# [Task prompt]
Every line from the one containing "let namespaces = catalog.clone().as_namespace_catalog();" to the one containing "(Route::Config, _) =>" in the records below, both included, must be set down exactly, and no other line.

# [Supplied material]
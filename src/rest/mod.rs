//! REST protocol layer.
//!
//! # Data Flow
//! ```text
//! (verb, path, body?, expected shape, error handler)
//!     → adapter.rs: routing::Route::from_request
//!         → no match: ErrorResponse 400 BadRequestException
//!     → adapter.rs: handle_request
//!         → util.rs (decode namespace / table segments)
//!         → shapes.rs (assert request shape)
//!         → handlers.rs → catalog
//!         → shapes.rs (assert response shape)
//!     → failure: error.rs (ErrorTranslator) → ErrorResponse
//!     → error handler (error_handlers.rs or caller-supplied)
//! ```
//!
//! # Design Decisions
//! - Bodies and results are tagged enums; shape guards reassert the static
//!   type each route needs
//! - The status mapping is global, not per route
//! - Translated failures carry a stack; the no-route payload does not

pub mod adapter;
pub mod error;
pub mod error_handlers;
pub mod handlers;
pub mod requests;
pub mod responses;
pub mod shapes;
pub mod util;

pub use adapter::RestCatalogAdapter;
pub use error::{status_code, ErrorResponse, ErrorTranslator};
pub use error_handlers::default_error_handler;
pub use requests::{
    CreateNamespaceRequest, CreateTableRequest, RestRequest, UpdateNamespacePropertiesRequest,
    UpdateTableRequest,
};
pub use responses::{
    ConfigResponse, CreateNamespaceResponse, GetNamespaceResponse, ListNamespacesResponse,
    ListTablesResponse, LoadTableResponse, RestResponse, UpdateNamespacePropertiesResponse,
};
pub use shapes::{cast_request, cast_response, RequestShape, ResponseShape};
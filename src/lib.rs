//! REST catalog request router and dispatcher.
//!
//! Maps `(verb, path, body)` onto the declared `v1/` catalog routes, invokes
//! the matching catalog operation and turns failures into status-coded
//! error payloads.

pub mod catalog;
pub mod config;
pub mod observability;
pub mod rest;
pub mod routing;

pub use catalog::{Catalog, CatalogError, CatalogResult, InMemoryCatalog, SupportsNamespaces};
pub use config::AdapterConfig;
pub use rest::{ErrorResponse, RestCatalogAdapter};
pub use routing::{HttpMethod, Route};
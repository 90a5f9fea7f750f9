//! Translates REST-style requests into catalog calls.
//!
//! # Responsibilities
//! - Match the verb and path against the declared routes
//! - Decode path variables and assert body shapes
//! - Dispatch to the route's handler and assert the result shape
//! - Translate any failure into an [`ErrorResponse`] for the error handler
//!
//! # Design Decisions
//! - A namespace route on a catalog without namespace support is reported
//!   exactly like an unknown route
//! - Failures are caught once, in `execute`; nothing below it retries
//! - `execute` never returns success after an error payload was built

use std::collections::HashMap;
use std::sync::Arc;
use std::time::Instant;

use crate::catalog::error::{CatalogError, CatalogResult};
use crate::catalog::types::{Namespace, TableIdentifier};
use crate::catalog::{Catalog, SupportsNamespaces};
use crate::config::AdapterConfig;
use crate::observability::metrics;
use crate::rest::error::{ErrorResponse, ErrorTranslator};
use crate::rest::handlers;
use crate::rest::requests::{
    CreateNamespaceRequest, CreateTableRequest, RestRequest, UpdateNamespacePropertiesRequest,
    UpdateTableRequest,
};
use crate::rest::responses::{ConfigResponse, RestResponse};
use crate::rest::shapes::{cast_request, cast_response, ResponseShape};
use crate::rest::util::{decode_namespace, decode_string};
use crate::routing::{HttpMethod, Route};

/// Serves the catalog routes on top of a [`Catalog`].
#[derive(Clone)]
pub struct RestCatalogAdapter {
    catalog: Arc<dyn Catalog>,
    namespaces: Option<Arc<dyn SupportsNamespaces>>,
    client_config: ConfigResponse,
    translator: ErrorTranslator,
}

impl std::fmt::Debug for RestCatalogAdapter {
    fn fmt(&self, f: &mut std::fmt::Formatter<'_>) -> std::fmt::Result {
        f.debug_struct("RestCatalogAdapter")
            .field("catalog", &self.catalog.name())
            .field("supports_namespaces", &self.namespaces.is_some())
            .finish()
    }
}

impl RestCatalogAdapter {
    /// Create an adapter, probing the catalog for namespace support.
    pub fn new(catalog: Arc<dyn Catalog>) -> Self {
        // Build the route table before the first request.
        let routes = Route::table().routes().len();
        let namespaces = catalog.clone().as_namespace_catalog();
        tracing::info!(
            catalog = %catalog.name(),
            routes,
            supports_namespaces = namespaces.is_some(),
            "REST catalog adapter ready"
        );
        Self {
            catalog,
            namespaces,
            client_config: ConfigResponse::default(),
            translator: ErrorTranslator::default(),
        }
    }

    /// Create an adapter with the client config and error settings of `config`.
    pub fn from_config(catalog: Arc<dyn Catalog>, config: &AdapterConfig) -> Self {
        Self::new(catalog)
            .with_client_config(ConfigResponse {
                defaults: config.catalog.defaults.clone(),
                overrides: config.catalog.overrides.clone(),
            })
            .with_translator(ErrorTranslator::new(config.observability.capture_backtrace))
    }

    /// Config served by `GET v1/config`.
    pub fn with_client_config(mut self, config: ConfigResponse) -> Self {
        self.client_config = config;
        self
    }

    pub fn with_translator(mut self, translator: ErrorTranslator) -> Self {
        self.translator = translator;
        self
    }

    pub fn supports_namespaces(&self) -> bool {
        self.namespaces.is_some()
    }

    /// Invoke the handler for a matched route.
    ///
    /// Returns `Ok(None)` when the route needs namespace support the catalog
    /// does not have.
    pub fn handle_request<T: ResponseShape>(
        &self,
        route: Route,
        vars: &HashMap<String, String>,
        body: Option<RestRequest>,
    ) -> CatalogResult<Option<T>> {
        let catalog = self.catalog.as_ref();
        let response: Option<RestResponse> = match (route, self.namespaces.as_deref()) {
            (Route::Config, _) => Some(self.client_config.clone().into()),

            (Route::ListNamespaces, Some(ns_catalog)) => {
                Some(handlers::list_namespaces(ns_catalog, &Namespace::empty())?.into())
            }

            (Route::CreateNamespace, Some(ns_catalog)) => {
                let request: CreateNamespaceRequest = cast_request(body)?;
                Some(handlers::create_namespace(ns_catalog, request)?.into())
            }

            (Route::LoadNamespace, Some(ns_catalog)) => {
                let namespace = namespace_from_vars(vars)?;
                Some(handlers::load_namespace(ns_catalog, namespace)?.into())
            }

            (Route::DropNamespace, Some(ns_catalog)) => {
                let namespace = namespace_from_vars(vars)?;
                expect_void::<T>()?;
                handlers::drop_namespace(ns_catalog, &namespace)?;
                None
            }

            (Route::UpdateNamespace, Some(ns_catalog)) => {
                let namespace = namespace_from_vars(vars)?;
                let request: UpdateNamespacePropertiesRequest = cast_request(body)?;
                Some(handlers::update_namespace_properties(ns_catalog, &namespace, request)?.into())
            }

            (
                Route::ListNamespaces
                | Route::CreateNamespace
                | Route::LoadNamespace
                | Route::DropNamespace
                | Route::UpdateNamespace,
                None,
            ) => return Ok(None),

            (Route::ListTables, _) => {
                let namespace = namespace_from_vars(vars)?;
                Some(handlers::list_tables(catalog, &namespace)?.into())
            }

            (Route::CreateTable, _) => {
                let namespace = namespace_from_vars(vars)?;
                let request: CreateTableRequest = cast_request(body)?;
                request.validate()?;
                if request.stage_create {
                    Some(handlers::stage_table_create(catalog, namespace, request)?.into())
                } else {
                    Some(handlers::create_table(catalog, namespace, request)?.into())
                }
            }

            (Route::LoadTable, _) => {
                let ident = ident_from_vars(vars)?;
                Some(handlers::load_table(catalog, &ident)?.into())
            }

            (Route::UpdateTable, _) => {
                let ident = ident_from_vars(vars)?;
                let request: UpdateTableRequest = cast_request(body)?;
                Some(handlers::update_table(catalog, &ident, request)?.into())
            }

            (Route::DropTable, _) => {
                let ident = ident_from_vars(vars)?;
                expect_void::<T>()?;
                handlers::drop_table(catalog, &ident)?;
                None
            }
        };

        cast_response(response).map(Some)
    }

    /// Route and dispatch one request.
    ///
    /// On failure `error_handler` receives the error payload. If it returns
    /// an error, that error is returned; otherwise the payload is returned
    /// wrapped in [`CatalogError::Rest`].
    pub fn execute<T, F>(
        &self,
        method: HttpMethod,
        path: &str,
        body: Option<RestRequest>,
        error_handler: F,
    ) -> CatalogResult<T>
    where
        T: ResponseShape,
        F: FnOnce(&ErrorResponse) -> CatalogResult<()>,
    {
        let start = Instant::now();
        let matched = Route::from_request(method, path);

        let (route_label, outcome) = match matched {
            Some(found) => {
                tracing::debug!(
                    method = %method,
                    path = %path,
                    route = %found.route,
                    "Dispatching request"
                );
                (
                    found.route.name(),
                    self.handle_request::<T>(found.route, &found.variables, body),
                )
            }
            None => ("none", Ok(None)),
        };

        let error = match outcome {
            Ok(Some(response)) => {
                metrics::record_request(route_label, method, 200, start);
                return Ok(response);
            }
            Ok(None) => {
                tracing::warn!(method = %method, path = %path, "No route matched");
                ErrorResponse::new(
                    400,
                    "BadRequestException",
                    format!("No route for request: {} {}", method, path),
                )
            }
            Err(err) => {
                let error = self.translator.translate(&err);
                if error.code >= 500 {
                    tracing::error!(
                        route = route_label,
                        code = error.code,
                        error_type = %error.error_type,
                        error = %err,
                        "Request failed"
                    );
                } else {
                    tracing::warn!(
                        route = route_label,
                        code = error.code,
                        error_type = %error.error_type,
                        error = %err,
                        "Request rejected"
                    );
                }
                error
            }
        };

        metrics::record_request(route_label, method, error.code, start);
        error_handler(&error)?;

        Err(CatalogError::Rest(Box::new(error)))
    }

    pub fn get<T, F>(&self, path: &str, error_handler: F) -> CatalogResult<T>
    where
        T: ResponseShape,
        F: FnOnce(&ErrorResponse) -> CatalogResult<()>,
    {
        self.execute(HttpMethod::Get, path, None, error_handler)
    }

    pub fn head<F>(&self, path: &str, error_handler: F) -> CatalogResult<()>
    where
        F: FnOnce(&ErrorResponse) -> CatalogResult<()>,
    {
        self.execute(HttpMethod::Head, path, None, error_handler)
    }

    pub fn post<T, F>(
        &self,
        path: &str,
        body: impl Into<RestRequest>,
        error_handler: F,
    ) -> CatalogResult<T>
    where
        T: ResponseShape,
        F: FnOnce(&ErrorResponse) -> CatalogResult<()>,
    {
        self.execute(HttpMethod::Post, path, Some(body.into()), error_handler)
    }

    /// Every DELETE route is void.
    pub fn delete<F>(&self, path: &str, error_handler: F) -> CatalogResult<()>
    where
        F: FnOnce(&ErrorResponse) -> CatalogResult<()>,
    {
        self.execute(HttpMethod::Delete, path, None, error_handler)
    }
}

/// Reject a caller that expects a body from a void route before the route
/// mutates anything.
fn expect_void<T: ResponseShape>() -> CatalogResult<()> {
    cast_response::<T>(None).map(drop)
}

fn path_var<'a>(vars: &'a HashMap<String, String>, name: &str) -> CatalogResult<&'a str> {
    vars.get(name)
        .map(String::as_str)
        .ok_or_else(|| CatalogError::IllegalArgument(format!("Missing path variable: {}", name)))
}

fn namespace_from_vars(vars: &HashMap<String, String>) -> CatalogResult<Namespace> {
    path_var(vars, "namespace").map(decode_namespace)
}

fn ident_from_vars(vars: &HashMap<String, String>) -> CatalogResult<TableIdentifier> {
    Ok(TableIdentifier::new(
        namespace_from_vars(vars)?,
        decode_string(path_var(vars, "table")?),
    ))
}
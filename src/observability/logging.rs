//! Structured logging.
//!
//! # Responsibilities
//! - Initialize the tracing subscriber
//! - Pick the log level from `RUST_LOG`, falling back to config
//!
//! # Design Decisions
//! - Uses tracing crate for structured logging
//! - Logs go to stderr so command output on stdout stays machine-readable

use tracing_subscriber::{layer::SubscriberExt, util::SubscriberInitExt, EnvFilter};

use crate::config::ObservabilityConfig;

/// Filter directive for a configured level.
pub fn filter_directive(config: &ObservabilityConfig) -> String {
    format!("rest_catalog={}", config.log_level.to_ascii_lowercase())
}

/// Install the global subscriber. Fails if one is already installed.
pub fn init_logging(
    config: &ObservabilityConfig,
) -> Result<(), tracing_subscriber::util::TryInitError> {
    tracing_subscriber::registry()
        .with(
            EnvFilter::try_from_default_env()
                .unwrap_or_else(|_| EnvFilter::new(filter_directive(config))),
        )
        .with(tracing_subscriber::fmt::layer().with_writer(std::io::stderr))
        .try_init()
}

# [Output of the exercise]
        let namespaces = catalog.clone().as_namespace_catalog();
        tracing::info!(
            catalog = %catalog.name(),
            routes,
            supports_namespaces = namespaces.is_some(),
            "REST catalog adapter ready"
        );
        Self {
            catalog,
            namespaces,
            client_config: ConfigResponse::default(),
            translator: ErrorTranslator::default(),
        }
    }

    /// Create an adapter with the client config and error settings of `config`.
    pub fn from_config(catalog: Arc<dyn Catalog>, config: &AdapterConfig) -> Self {
        Self::new(catalog)
            .with_client_config(ConfigResponse {
                defaults: config.catalog.defaults.clone(),
                overrides: config.catalog.overrides.clone(),
            })
            .with_translator(ErrorTranslator::new(config.observability.capture_backtrace))
    }

    /// Config served by `GET v1/config`.
    pub fn with_client_config(mut self, config: ConfigResponse) -> Self {
        self.client_config = config;
        self
    }

    pub fn with_translator(mut self, translator: ErrorTranslator) -> Self {
        self.translator = translator;
        self
    }

    pub fn supports_namespaces(&self) -> bool {
        self.namespaces.is_some()
    }

    /// Invoke the handler for a matched route.
    ///
    /// Returns `Ok(None)` when the route needs namespace support the catalog
    /// does not have.
    pub fn handle_request<T: ResponseShape>(
        &self,
        route: Route,
        vars: &HashMap<String, String>,
        body: Option<RestRequest>,
    ) -> CatalogResult<Option<T>> {
        let catalog = self.catalog.as_ref();
        let response: Option<RestResponse> = match (route, self.namespaces.as_deref()) {
            (Route::Config, _) => Some(self.client_config.clone().into()),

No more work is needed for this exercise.